== Exercise directions ==
Taking the entries below from the top, restate each line exactly and end with the line containing "pub enum Phase".

Stored records

- - - - -

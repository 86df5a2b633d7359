//! Download lifecycle phases and the result of a finished download.
//!
//! A [`Download`](super::Download) moves through
//! `Planning -> Allocating -> Fetching -> Finalizing -> Done`, or ends in
//! `Failed` from any non-terminal phase. A successful run returns a
//! [`Summary`].
//!
//! # Examples
//!
//! ```rust
//! use parfetch::download::Phase;
//!
//! assert!(Phase::Done.is_terminal());
//! assert!(Phase::Failed.is_terminal());
//! assert!(!Phase::Fetching.is_terminal());
//! ```

use crate::utils::format_bytes;

use std::fmt;
use std::path::{Path, PathBuf};
use std::time::Duration;

/// Lifecycle phase of a download.
#[derive(Debug, Clone, Copy, PartialEq, Eq)]
#[repr(u8)]
pub enum Phase {
    /// Not run yet.
    Idle = 0,
    /// Probing the resource and computing chunk ranges.
    Planning = 1,
    /// Creating and pre-sizing the temporary file.
    Allocating = 2,
    /// Chunks are being retrieved.
    Fetching = 3,
    /// Renaming the temporary file and emitting the final line.
    Finalizing = 4,
    /// The destination file is complete.
    Done = 5,
    /// The download failed or was cancelled.
    Failed = 6,
}

impl Phase {
    /// Whether no further transition can happen within the current run.
    pub fn is_terminal(&self) -> bool {
        matches!(self, Phase::Done | Phase::Failed)
    }

    pub(crate) fn from_u8(value: u8) -> Self {
        match value {
            1 => Phase::Planning,
            2 => Phase::Allocating,
            3 => Phase::Fetching,
            4 => Phase::Finalizing,
            5 => Phase::Done,
            6 => Phase::Failed,
            _ => Phase::Idle,
        }
    }
}

impl fmt::Display for Phase {
    fn fmt(&self, f: &mut fmt::Formatter<'_>) -> fmt::Result {
        fmt::Debug::fmt(self, f)
    }
}

/// Represents the outcome of a successful download.
#[derive(Debug, Clone, PartialEq, Eq)]
pub struct Summary {
    /// Final destination of the file.
    path: PathBuf,
    /// Bytes written.
    size: u64,
    /// Wall-clock duration of the transfer.
    elapsed: Duration,
    /// Average speed in bytes per second.
    average_speed: u64,
    /// Number of chunks the download was split into.
    chunks: usize,
    /// Whether the server accepted byte-range requests.
    rangeable: bool,
}

impl Summary {
    /// Create a new [`Summary`].
    pub fn new(
        path: PathBuf,
        size: u64,
        elapsed: Duration,
        average_speed: u64,
        chunks: usize,
        rangeable: bool,
    ) -> Self {
        Self {
            path,
            size,
            elapsed,
            average_speed,
            chunks,
            rangeable,
        }
    }

    /// Get the destination path.
    pub fn path(&self) -> &Path {
        &self.path
    }

    /// Get the number of bytes written.
    pub fn size(&self) -> u64 {
        self.size
    }

    /// Get the transfer duration.
    pub fn elapsed(&self) -> Duration {
        self.elapsed
    }

    /// Get the average speed in bytes per second.
    pub fn average_speed(&self) -> u64 {
        self.average_speed
    }

    /// Get the number of chunks.
    pub fn chunks(&self) -> usize {
        self.chunks
    }

    /// Get whether the download used byte ranges.
    #[must_use]
    pub fn rangeable(&self) -> bool {
        self.rangeable
    }
}

impl fmt::Display for Summary {
    fn fmt(&self, f: &mut fmt::Formatter<'_>) -> fmt::Result {
        write!(
            f,
            "{} ({}) in {:?} at {}/s",
            self.path.display(),
            format_bytes(self.size),
            self.elapsed,
            format_bytes(self.average_speed)
        )
    }
}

- - - - -

== Written answer ==
repository 86df5a2b633d7359
//! Download lifecycle phases and the result of a finished download.
//!
//! A [`Download`](super::Download) moves through
//! `Planning -> Allocating -> Fetching -> Finalizing -> Done`, or ends in
//! `Failed` from any non-terminal phase. A successful run returns a
//! [`Summary`].
//!
//! # Examples
//!
//! ```rust
//! use parfetch::download::Phase;
//!
//! assert!(Phase::Done.is_terminal());
//! assert!(Phase::Failed.is_terminal());
//! assert!(!Phase::Fetching.is_terminal());
//! ```

use crate::utils::format_bytes;

use std::fmt;
use std::path::{Path, PathBuf};
use std::time::Duration;

/// Lifecycle phase of a download.
#[derive(Debug, Clone, Copy, PartialEq, Eq)]
#[repr(u8)]
pub enum Phase {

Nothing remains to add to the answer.